From Insecticide to Vaccination?: The History of Japanese Encephalitis Research and Control in South Korea
10.13081/kjmh.2026.35.113
- Author:
Heesoo CHO
1
;
Dahye JEONG
Author Information
1. Curator, Institute for Women’s History of Medicine, Korea University
- Publication Type:Article
- From:Korean Journal of Medical History
2026;35(1):113-149
- CountryRepublic of Korea
- Language:Korean
-
Abstract:
This article examines the history of Japanese encephalitis (JE) research and disease control in South Korea from the post-liberation era through the 1990s, focusing on the gap between the accumulation of scientific knowledge and its translation into effective public health policy. Drawing on epidemiological reports, government documents, medical journals, and newspaper sources, this study analyzes three interconnected dimensions of Korea’s JE history. First, it traces how knowledge about JE was produced through transnational networks—including U.S. military medical laboratories, the World Health Organization’s malaria eradication program, and Korean scientists trained abroad. As such, this body of knowledge was externally structured, rather than through an independent domestic research infrastructure, and thus it failed to translate consistently into government prevention policy.
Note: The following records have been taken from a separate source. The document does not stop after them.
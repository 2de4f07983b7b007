//! Peer discovery.
//!
//! Two sources feed the user→peer cache: a Kademlia DHT where a node
//! advertises the rendezvous namespace `user:<user_id>` as a provider
//! record, and local mDNS, whose discoveries are cached and dialed in the
//! background. Lookups serve fresh cache entries (30 s) and fall back to
//! a live DHT provider query. Self-advertisement repeats periodically.
//!
//! The swarm runs in one background task; the rest of the node talks to
//! it through a command channel.

use crate::error::{Error, Result as CrateResult};
use futures::StreamExt;
use libp2p::{
    identify, identity,
    kad::{self, store::MemoryStore, RecordKey},
    mdns, noise,
    swarm::{NetworkBehaviour, SwarmEvent},
    tcp, yamux, Multiaddr, PeerId, Swarm, SwarmBuilder,
};
use libp2p_stream as stream;
use lru::LruCache;
use std::collections::{HashMap, HashSet};
use std::num::NonZeroUsize;
use std::time::{Duration, Instant};
use tokio::sync::{mpsc, oneshot};
use tracing::{debug, info, warn};

/// Cache entries fresher than this are served without a DHT query.
pub const CACHE_FRESHNESS: Duration = Duration::from_secs(30);

/// Re-announce period for advertised users.
const ANNOUNCE_INTERVAL: Duration = Duration::from_secs(10 * 60);

/// User→peer cache capacity.
const CACHE_CAPACITY: usize = 1024;

/// Identify protocol version string.
const IDENTIFY_PROTOCOL: &str = "/murmur/id/1.0.0";

#[derive(NetworkBehaviour)]
struct NodeBehaviour {
    kad: kad::Behaviour<MemoryStore>,
    mdns: mdns::tokio::Behaviour,
    identify: identify::Behaviour,
    stream: stream::Behaviour,
}

/// Discovery configuration.
#[derive(Debug, Clone, Default)]
pub struct DiscoveryConfig {
    /// Listen multiaddrs; defaults to an ephemeral TCP port on all
    /// interfaces when empty.
    pub listen_addrs: Vec<String>,
    /// Bootstrap peers as `<multiaddr>/p2p/<peer-id>` strings.
    pub bootstrap_nodes: Vec<String>,
    /// Enable local mDNS discovery.
    pub enable_mdns: bool,
}

enum Command {
    AnnounceUser {
        user_id: String,
    },
    FindPeers {
        user_id: String,
        reply: oneshot::Sender<CrateResult<Vec<PeerId>>>,
    },
    Dial {
        addr: Multiaddr,
    },
    ActivePeers {
        reply: oneshot::Sender<Vec<PeerId>>,
    },
}

/// Handle to the discovery task.
#[derive(Clone)]
pub struct Discovery {
    local_peer_id: PeerId,
    commands: mpsc::Sender<Command>,
    stream_control: stream::Control,
}

impl Discovery {
    /// Build the swarm and spawn the discovery task.
    pub fn spawn(config: DiscoveryConfig) -> CrateResult<Self> {
        let keypair = identity::Keypair::generate_ed25519();
        let local_peer_id = keypair.public().to_peer_id();

        let mut swarm = build_swarm(keypair, config.enable_mdns)?;

        let listen_addrs = if config.listen_addrs.is_empty() {
            vec!["/ip4/0.0.0.0/tcp/0".to_string()]
        } else {
            config.listen_addrs.clone()
        };
        for addr in &listen_addrs {
            let addr: Multiaddr = addr
                .parse()
                .map_err(|_| Error::Config(format!("invalid listen addr: {}", addr)))?;
            swarm
                .listen_on(addr)
                .map_err(|e| Error::Unavailable(format!("listen: {}", e)))?;
        }

        for node in &config.bootstrap_nodes {
            match parse_bootstrap(node) {
                Ok((peer, addr)) => {
                    swarm.behaviour_mut().kad.add_address(&peer, addr.clone());
                    if let Err(e) = swarm.dial(addr) {
                        debug!(%peer, error = %e, "bootstrap dial failed");
                    }
                }
                Err(e) => warn!(node = %node, error = %e, "skipping bootstrap node"),
            }
        }
        if !config.bootstrap_nodes.is_empty() {
            if let Err(e) = swarm.behaviour_mut().kad.bootstrap() {
                warn!(error = %e, "kademlia bootstrap failed");
            }
        }

        let stream_control = swarm.behaviour_mut().stream.new_control();
        let (command_tx, command_rx) = mpsc::channel(64);
        tokio::spawn(drive_swarm(swarm, command_rx));

        Ok(Self {
            local_peer_id,
            commands: command_tx,
            stream_control,
        })
    }

    /// Our peer id.
    pub fn local_peer_id(&self) -> PeerId {
        self.local_peer_id
    }

    /// Control handle for opening peer message streams.
    pub fn stream_control(&self) -> stream::Control {
        self.stream_control.clone()
    }

    /// Advertise this node as a rendezvous provider for a user.
    pub async fn announce_user(&self, user_id: &str) -> CrateResult<()> {
        self.commands
            .send(Command::AnnounceUser {
                user_id: user_id.to_string(),
            })
            .await
            .map_err(|_| Error::Unavailable("discovery task stopped".into()))
    }

    /// Peers serving a user, from cache when fresh, else a live search.
    pub async fn find_peers_for_user(&self, user_id: &str) -> CrateResult<Vec<PeerId>> {
        let (reply_tx, reply_rx) = oneshot::channel();
        self.commands
            .send(Command::FindPeers {
                user_id: user_id.to_string(),
                reply: reply_tx,
            })
            .await
            .map_err(|_| Error::Unavailable("discovery task stopped".into()))?;
        reply_rx
            .await
            .map_err(|_| Error::Unavailable("discovery task stopped".into()))?
    }

    /// Dial a multiaddr.
    pub async fn dial(&self, addr: Multiaddr) -> CrateResult<()> {
        self.commands
            .send(Command::Dial { addr })
            .await
            .map_err(|_| Error::Unavailable("discovery task stopped".into()))
    }

    /// Currently connected peers.
    pub async fn active_peers(&self) -> CrateResult<Vec<PeerId>> {
        let (reply_tx, reply_rx) = oneshot::channel();
        self.commands
            .send(Command::ActivePeers { reply: reply_tx })
            .await
            .map_err(|_| Error::Unavailable("discovery task stopped".into()))?;
        reply_rx
            .await
            .map_err(|_| Error::Unavailable("discovery task stopped".into()))
    }
}

fn build_swarm(keypair: identity::Keypair, enable_mdns: bool) -> CrateResult<Swarm<NodeBehaviour>> {
    let swarm = SwarmBuilder::with_existing_identity(keypair)
        .with_tokio()
        .with_tcp(
            tcp::Config::default(),
            noise::Config::new,
            yamux::Config::default,
        )
        .map_err(|e| Error::Unavailable(format!("tcp transport: {}", e)))?
        .with_quic()
        .with_behaviour(|key| {
            let peer_id = key.public().to_peer_id();

            let mut kad_config = kad::Config::new(kad::PROTOCOL_NAME);
            kad_config.set_provider_record_ttl(Some(Duration::from_secs(48 * 3600)));
            let mut kad =
                kad::Behaviour::with_config(peer_id, MemoryStore::new(peer_id), kad_config);
            kad.set_mode(Some(kad::Mode::Server));

            let mdns_config = if enable_mdns {
                mdns::Config::default()
            } else {
                // Disabled mDNS still needs a behaviour instance; a very
                // long query interval keeps it quiet.
                mdns::Config {
                    query_interval: Duration::from_secs(24 * 3600),
                    ..Default::default()
                }
            };
            let mdns = mdns::tokio::Behaviour::new(mdns_config, peer_id)?;

            let identify = identify::Behaviour::new(identify::Config::new(
                IDENTIFY_PROTOCOL.to_string(),
                key.public(),
            ));

            Ok(NodeBehaviour {
                kad,
                mdns,
                identify,
                stream: stream::Behaviour::new(),
            })
        })
        .map_err(|e| Error::Unavailable(format!("behaviour: {}", e)))?
        .with_swarm_config(|c| c.with_idle_connection_timeout(Duration::from_secs(120)))
        .build();
    Ok(swarm)
}

struct DriverState {
    cache: LruCache<String, (Vec<PeerId>, Instant)>,
    pending_queries: HashMap<kad::QueryId, PendingQuery>,
    announced: HashSet<String>,
    connected: HashSet<PeerId>,
}

struct PendingQuery {
    user_id: String,
    providers: HashSet<PeerId>,
    reply: oneshot::Sender<CrateResult<Vec<PeerId>>>,
}

async fn drive_swarm(mut swarm: Swarm<NodeBehaviour>, mut commands: mpsc::Receiver<Command>) {
    let cap = NonZeroUsize::new(CACHE_CAPACITY).unwrap_or(NonZeroUsize::MIN);
    let mut state = DriverState {
        cache: LruCache::new(cap),
        pending_queries: HashMap::new(),
        announced: HashSet::new(),
        connected: HashSet::new(),
    };
    let mut announce_ticker = tokio::time::interval(ANNOUNCE_INTERVAL);

    loop {
        tokio::select! {
            command = commands.recv() => {
                match command {
                    Some(command) => handle_command(&mut swarm, &mut state, command),
                    None => {
                        debug!("discovery handle dropped; stopping task");
                        return;
                    }
                }
            }
            event = swarm.select_next_some() => {
                handle_swarm_event(&mut swarm, &mut state, event);
            }
            _ = announce_ticker.tick() => {
                for user_id in state.announced.clone() {
                    start_providing(&mut swarm, &user_id);
                }
            }
        }
    }
}

fn handle_command(swarm: &mut Swarm<NodeBehaviour>, state: &mut DriverState, command: Command) {
    match command {
        Command::AnnounceUser { user_id } => {
            state.announced.insert(user_id.clone());
            start_providing(swarm, &user_id);
        }
        Command::FindPeers { user_id, reply } => {
            if let Some((peers, at)) = state.cache.get(&user_id) {
                if at.elapsed() < CACHE_FRESHNESS {
                    let _ = reply.send(Ok(peers.clone()));
                    return;
                }
            }

            let key = RecordKey::new(&rendezvous_namespace(&user_id));
            let query_id = swarm.behaviour_mut().kad.get_providers(key);
            state.pending_queries.insert(
                query_id,
                PendingQuery {
                    user_id,
                    providers: HashSet::new(),
                    reply,
                },
            );
        }
        Command::Dial { addr } => {
            if let Err(e) = swarm.dial(addr) {
                debug!(error = %e, "dial failed");
            }
        }
        Command::ActivePeers { reply } => {
            let _ = reply.send(state.connected.iter().copied().collect());
        }
    }
}

fn handle_swarm_event(
    swarm: &mut Swarm<NodeBehaviour>,
    state: &mut DriverState,
    event: SwarmEvent<NodeBehaviourEvent>,
) {
    match event {
        SwarmEvent::NewListenAddr { address, .. } => {
            info!(%address, "listening");
        }
        SwarmEvent::ConnectionEstablished { peer_id, .. } => {
            state.connected.insert(peer_id);
        }
        SwarmEvent::ConnectionClosed {
            peer_id,
            num_established,
            ..
        } => {
            if num_established == 0 {
                state.connected.remove(&peer_id);
            }
        }
        SwarmEvent::Behaviour(NodeBehaviourEvent::Mdns(mdns::Event::Discovered(peers))) => {
            for (peer_id, addr) in peers {
                debug!(%peer_id, %addr, "mdns discovered peer");
                swarm.behaviour_mut().kad.add_address(&peer_id, addr.clone());
                // Background connection attempt at low priority.
                let opts = libp2p::swarm::dial_opts::DialOpts::peer_id(peer_id)
                    .addresses(vec![addr])
                    .build();
                if let Err(e) = swarm.dial(opts) {
                    debug!(%peer_id, error = %e, "mdns dial failed");
                }
            }
        }
        SwarmEvent::Behaviour(NodeBehaviourEvent::Mdns(mdns::Event::Expired(peers))) => {
            for (peer_id, addr) in peers {
                swarm.behaviour_mut().kad.remove_address(&peer_id, &addr);
            }
        }
        SwarmEvent::Behaviour(NodeBehaviourEvent::Kad(kad::Event::OutboundQueryProgressed {
            id,
            result,
            ..
        })) => match result {
            kad::QueryResult::GetProviders(Ok(kad::GetProvidersOk::FoundProviders {
                providers,
                ..
            })) => {
                if let Some(pending) = state.pending_queries.get_mut(&id) {
                    let local = *swarm.local_peer_id();
                    pending
                        .providers
                        .extend(providers.into_iter().filter(|p| *p != local));
                }
            }
            kad::QueryResult::GetProviders(Ok(
                kad::GetProvidersOk::FinishedWithNoAdditionalRecord { .. },
            )) => {
                finish_query(state, id, None);
            }
            kad::QueryResult::GetProviders(Err(e)) => {
                finish_query(state, id, Some(Error::Unavailable(e.to_string())));
            }
            kad::QueryResult::StartProviding(Err(e)) => {
                warn!(error = %e, "provider announcement failed");
            }
            _ => {}
        },
        SwarmEvent::Behaviour(NodeBehaviourEvent::Identify(identify::Event::Received {
            peer_id,
            info,
            ..
        })) => {
            for addr in info.listen_addrs {
                swarm.behaviour_mut().kad.add_address(&peer_id, addr);
            }
        }
        _ => {}
    }
}

fn finish_query(state: &mut DriverState, id: kad::QueryId, error: Option<Error>) {
    let Some(pending) = state.pending_queries.remove(&id) else {
        return;
    };
    match error {
        Some(e) if pending.providers.is_empty() => {
            let _ = pending.reply.send(Err(e));
        }
        _ => {
            let peers: Vec<PeerId> = pending.providers.into_iter().collect();
            state
                .cache
                .put(pending.user_id.clone(), (peers.clone(), Instant::now()));
            debug!(user = %pending.user_id, count = peers.len(), "provider query finished");
            let _ = pending.reply.send(Ok(peers));
        }
    }
}

fn start_providing(swarm: &mut Swarm<NodeBehaviour>, user_id: &str) {
    let key = RecordKey::new(&rendezvous_namespace(user_id));
    if let Err(e) = swarm.behaviour_mut().kad.start_providing(key) {
        warn!(user = user_id, error = %e, "start_providing failed");
    }
}

/// Rendezvous namespace for a user id.
pub fn rendezvous_namespace(user_id: &str) -> Vec<u8> {
    format!("user:{}", user_id).into_bytes()
}

fn parse_bootstrap(node: &str) -> CrateResult<(PeerId, Multiaddr)> {
    let addr: Multiaddr = node
        .parse()
        .map_err(|_| Error::Config(format!("invalid multiaddr: {}", node)))?;

    let peer = addr.iter().find_map(|p| match p {
        libp2p::multiaddr::Protocol::P2p(peer) => Some(peer),
        _ => None,
    });
    let peer = peer.ok_or_else(|| Error::Config("bootstrap addr missing /p2p/<id>".into()))?;
    Ok((peer, addr))
}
Second, this study examines how DDT-centered vector control became the principal instrument of JE prevention, and how the repeated limitations of insecticide-based interventions helped produce a discourse that attributed outbreaks to rural backwardness. This narrative deflected attention from the structural deficiencies of the prevention system itself. Finally, this study shows that vaccination—long anticipated as the solution to JE—also faced its own institutional obstacles. The failure to secure adequate funding, the privatization of vaccine production, the shift to fee-based individual vaccination, and the absence of mandatory vaccination requirements collectively delayed stable preventive coverage until the mid-1980s, when rising vaccination rates finally produced a sustained decline in JE incidence. Taken together, this history demonstrates that the management of JE in modern Korea was shaped less by the availability of scientific knowledge or biomedical technology than by the presence or absence of the institutional foundations necessary to operationalize it.